§ Instructions for the task:
Show all lines from the records below in which the string "filter" is present.

§ Data:
----------

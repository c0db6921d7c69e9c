// Copyright (c) 2025 Dimitris Kafetzis
//
// Licensed under the MIT License.
// See LICENSE file in the project root for full license information.
//
// SPDX-License-Identifier: MIT

//! Simulated providers for hosts without the real hardware.
//!
//! These model each backend's partitioning behaviour closely enough to
//! drive the selector end to end against a [`graph_ir::ReferenceGraph`]:
//!
//! - [`ReferenceGpuProvider`]: claims a fixed set of builtin ops. With a
//!   CPU-fallback ratio `p > 0` it claims at most `(100 - p)%` of the plan
//!   and defers a CPU partition that takes everything left at allocation.
//! - [`ReferenceAcceleratorApiProvider`]: claims a fixed set of ops,
//!   honouring the partition limit from its options.
//! - [`ReferenceDeviceBackend`]: an NPU/TPU device context that can be made
//!   unavailable to exercise bind failures.

use crate::{
    AcceleratorApiOptions, AcceleratorApiProvider, BackendError, BackendKind, GpuDelegateOptions,
    GpuDelegateProvider, MarkerDelegate, SpecializedBackend,
};
use graph_ir::{Delegate, NodeRegistration, OpKind};

/// Builtin ops the reference GPU backend runs.
pub const DEFAULT_GPU_OPS: [OpKind; 16] = [
    OpKind::Add,
    OpKind::AveragePool2d,
    OpKind::Concatenation,
    OpKind::Conv2d,
    OpKind::DepthwiseConv2d,
    OpKind::FullyConnected,
    OpKind::Logistic,
    OpKind::MaxPool2d,
    OpKind::Mul,
    OpKind::Pad,
    OpKind::Prelu,
    OpKind::Relu,
    OpKind::Relu6,
    OpKind::Reshape,
    OpKind::ResizeBilinear,
    OpKind::Softmax,
];

/// Extra ops accepted when quantized graphs are enabled.
const QUANT_OPS: [OpKind; 2] = [OpKind::Quantize, OpKind::Dequantize];

// ── GPU ──────────────────────────────────────────────────────────

/// Simulated GPU delegate provider.
#[derive(Debug, Clone)]
pub struct ReferenceGpuProvider {
    supported: Vec<OpKind>,
    available: bool,
}

impl ReferenceGpuProvider {
    pub fn new() -> Self {
        Self::with_ops(&DEFAULT_GPU_OPS)
    }

    /// A provider that runs exactly `ops`.
    pub fn with_ops(ops: &[OpKind]) -> Self {
        Self {
            supported: ops.to_vec(),
            available: true,
        }
    }

    /// A provider whose delegate construction always fails.
    pub fn unavailable() -> Self {
        Self {
            supported: Vec::new(),
            available: false,
        }
    }
}

impl Default for ReferenceGpuProvider {
    fn default() -> Self {
        Self::new()
    }
}

impl GpuDelegateProvider for ReferenceGpuProvider {
    fn name(&self) -> &str {
        "reference-gpu"
    }

    fn create_delegate(&self, options: &GpuDelegateOptions) -> Result<Box<dyn Delegate>, BackendError> {
        if !self.available {
            return Err(BackendError::Unavailable {
                backend: self.name().to_string(),
                detail: "no GPU device".into(),
            });
        }
        let mut supported = self.supported.clone();
        if options.experimental.enable_quant {
            supported.extend(QUANT_OPS.into_iter().filter(|op| !self.supported.contains(op)));
        }
        tracing::debug!("reference gpu delegate: {}", options.summary());
        Ok(Box::new(ReferenceGpuDelegate {
            options: options.clone(),
            supported,
        }))
    }
}

#[derive(Debug)]
struct ReferenceGpuDelegate {
    options: GpuDelegateOptions,
    supported: Vec<OpKind>,
}

impl Delegate for ReferenceGpuDelegate {
    fn name(&self) -> &str {
        "gpu"
    }

    fn supports(&self, node: &NodeRegistration) -> bool {
        !node.is_delegated() && self.supported.contains(&node.op_kind)
    }

    fn max_delegated_partitions(&self) -> Option<usize> {
        Some(self.options.max_delegated_partitions).filter(|&n| n > 0)
    }

    fn node_budget(&self, plan_len: usize) -> Option<usize> {
        let ratio = usize::from(self.options.cpu_fallback_percentage);
        (ratio > 0).then(|| plan_len * (100 - ratio) / 100)
    }

    fn deferred(&self) -> Option<Box<dyn Delegate>> {
        (self.options.cpu_fallback_percentage > 0)
            .then(|| Box::new(CpuFallbackDelegate) as Box<dyn Delegate>)
    }
}

/// Takes every node the GPU left behind.
#[derive(Debug)]
struct CpuFallbackDelegate;

impl Delegate for CpuFallbackDelegate {
    fn name(&self) -> &str {
        "gpu-cpu-fallback"
    }

    fn supports(&self, node: &NodeRegistration) -> bool {
        !node.is_delegated()
    }
}

// ── Accelerator API ──────────────────────────────────────────────

/// Simulated accelerator-API provider.
#[derive(Debug, Clone)]
pub struct ReferenceAcceleratorApiProvider {
    supported: Vec<OpKind>,
    available: bool,
}

impl ReferenceAcceleratorApiProvider {
    pub fn new() -> Self {
        Self::with_ops(&DEFAULT_GPU_OPS)
    }

    pub fn with_ops(ops: &[OpKind]) -> Self {
        Self {
            supported: ops.to_vec(),
            available: true,
        }
    }

    pub fn unavailable() -> Self {
        Self {
            supported: Vec::new(),
            available: false,
        }
    }
}

impl Default for ReferenceAcceleratorApiProvider {
    fn default() -> Self {
        Self::new()
    }
}

impl AcceleratorApiProvider for ReferenceAcceleratorApiProvider {
    fn name(&self) -> &str {
        "reference-accelerator-api"
    }

    fn create_delegate(
        &self,
        options: &AcceleratorApiOptions,
    ) -> Result<Box<dyn Delegate>, BackendError> {
        if !self.available {
            return Err(BackendError::Unavailable {
                backend: self.name().to_string(),
                detail: "accelerator API not present".into(),
            });
        }
        Ok(Box::new(AcceleratorApiDelegate {
            name: options
                .accelerator_name
                .clone()
                .unwrap_or_else(|| "accelerator-api".into()),
            supported: self.supported.clone(),
            max_partitions: options.max_delegated_partitions,
        }))
    }
}

#[derive(Debug)]
struct AcceleratorApiDelegate {
    name: String,
    supported: Vec<OpKind>,
    max_partitions: Option<usize>,
}

impl Delegate for AcceleratorApiDelegate {
    fn name(&self) -> &str {
        &self.name
    }

    fn supports(&self, node: &NodeRegistration) -> bool {
        !node.is_delegated() && self.supported.contains(&node.op_kind)
    }

    fn max_delegated_partitions(&self) -> Option<usize> {
        self.max_partitions
    }
}

// ── Specialized devices ──────────────────────────────────────────

/// An open device context. Released on drop.
#[derive(Debug)]
struct DeviceContext {
    kind: BackendKind,
    handle: u64,
}

impl Drop for DeviceContext {
    fn drop(&mut self) {
        tracing::debug!("{} device context {} released", self.kind, self.handle);
    }
}

/// Simulated NPU/TPU backend with a device context.
#[derive(Debug)]
pub struct ReferenceDeviceBackend {
    kind: BackendKind,
    available: bool,
    context: Option<DeviceContext>,
    opens: u64,
}

impl ReferenceDeviceBackend {
    pub fn new(kind: BackendKind) -> Self {
        Self {
            kind,
            available: true,
            context: None,
            opens: 0,
        }
    }

    /// A backend whose device never opens.
    pub fn unavailable(kind: BackendKind) -> Self {
        Self {
            available: false,
            ..Self::new(kind)
        }
    }

    /// Number of successful opens so far.
    pub fn open_count(&self) -> u64 {
        self.opens
    }
}

impl SpecializedBackend for ReferenceDeviceBackend {
    fn kind(&self) -> BackendKind {
        self.kind
    }

    fn open(&mut self) -> Result<Box<dyn Delegate>, BackendError> {
        self.release();
        if !self.available {
            return Err(BackendError::DeviceOpen {
                device: self.kind.to_string(),
                detail: "no device present".into(),
            });
        }
        self.opens += 1;
        self.context = Some(DeviceContext {
            kind: self.kind,
            handle: self.opens,
        });
        tracing::debug!("{} device context {} opened", self.kind, self.opens);
        Ok(Box::new(MarkerDelegate::new(self.kind.as_str(), self.kind.marker())))
    }

    fn release(&mut self) {
        self.context = None;
    }

    fn is_open(&self) -> bool {
        self.context.is_some()
    }
}

#[cfg(test)]
mod tests {
    use super::*;

    fn node(op: OpKind) -> NodeRegistration {
        NodeRegistration::builtin(op, vec![0], vec![1])
    }

    #[test]
    fn test_gpu_supports_default_ops() {
        let d = ReferenceGpuProvider::new()
            .create_delegate(&GpuDelegateOptions::default())
            .unwrap();
        assert!(d.supports(&node(OpKind::Conv2d)));
        assert!(!d.supports(&node(OpKind::Quantize)));
        assert!(!d.supports(&NodeRegistration::custom("decoder", vec![0], vec![1])));
        assert_eq!(d.max_delegated_partitions(), Some(1));
        assert_eq!(d.node_budget(100), None);
        assert!(d.deferred().is_none());
    }

    #[test]
    fn test_gpu_quant_ops() {
        let mut options = GpuDelegateOptions::default();
        options.experimental.enable_quant = true;
        let d = ReferenceGpuProvider::new().create_delegate(&options).unwrap();
        assert!(d.supports(&node(OpKind::Quantize)));
        assert!(d.supports(&node(OpKind::Dequantize)));
    }

    #[test]
    fn test_gpu_cpu_fallback_budget() {
        let options = GpuDelegateOptions {
            cpu_fallback_percentage: 25,
            ..Default::default()
        };
        let d = ReferenceGpuProvider::new().create_delegate(&options).unwrap();
        assert_eq!(d.node_budget(164), Some(123));
        assert_eq!(d.node_budget(3), Some(2));

        let fallback = d.deferred().unwrap();
        assert_eq!(fallback.name(), "gpu-cpu-fallback");
        assert!(fallback.supports(&NodeRegistration::custom("anything", vec![], vec![])));
    }

    #[test]
    fn test_gpu_unavailable() {
        let result = ReferenceGpuProvider::unavailable().create_delegate(&GpuDelegateOptions::default());
        assert!(matches!(result, Err(BackendError::Unavailable { .. })));
    }

    #[test]
    fn test_accelerator_api_options() {
        let options = AcceleratorApiOptions {
            max_delegated_partitions: Some(2),
            accelerator_name: Some("vendor-npu".into()),
            ..Default::default()
        };
        let d = ReferenceAcceleratorApiProvider::new().create_delegate(&options).unwrap();
        assert_eq!(d.name(), "vendor-npu");
        assert_eq!(d.max_delegated_partitions(), Some(2));

        let unset = ReferenceAcceleratorApiProvider::new()
            .create_delegate(&AcceleratorApiOptions::default())
            .unwrap();
        assert_eq!(unset.name(), "accelerator-api");
        assert_eq!(unset.max_delegated_partitions(), None);
    }

    #[test]
    fn test_device_context_lifecycle() {
        let mut backend = ReferenceDeviceBackend::new(BackendKind::Npu);
        assert!(!backend.is_open());
        let d = backend.open().unwrap();
        assert!(backend.is_open());
        assert!(d.supports(&NodeRegistration::custom("webosnpu-custom-op", vec![0], vec![1])));

        backend.open().unwrap();
        assert_eq!(backend.open_count(), 2);
        backend.release();
        assert!(!backend.is_open());
        backend.release();
    }

    #[test]
    fn test_device_unavailable() {
        let mut backend = ReferenceDeviceBackend::unavailable(BackendKind::Tpu);
        assert!(matches!(backend.open(), Err(BackendError::DeviceOpen { .. })));
        assert!(!backend.is_open());
        assert_eq!(backend.marker(), "edgetpu-custom-op");
    }
}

----------

§ Exercise result:
            supported.extend(QUANT_OPS.into_iter().filter(|op| !self.supported.contains(op)));
        Some(self.options.max_delegated_partitions).filter(|&n| n > 0)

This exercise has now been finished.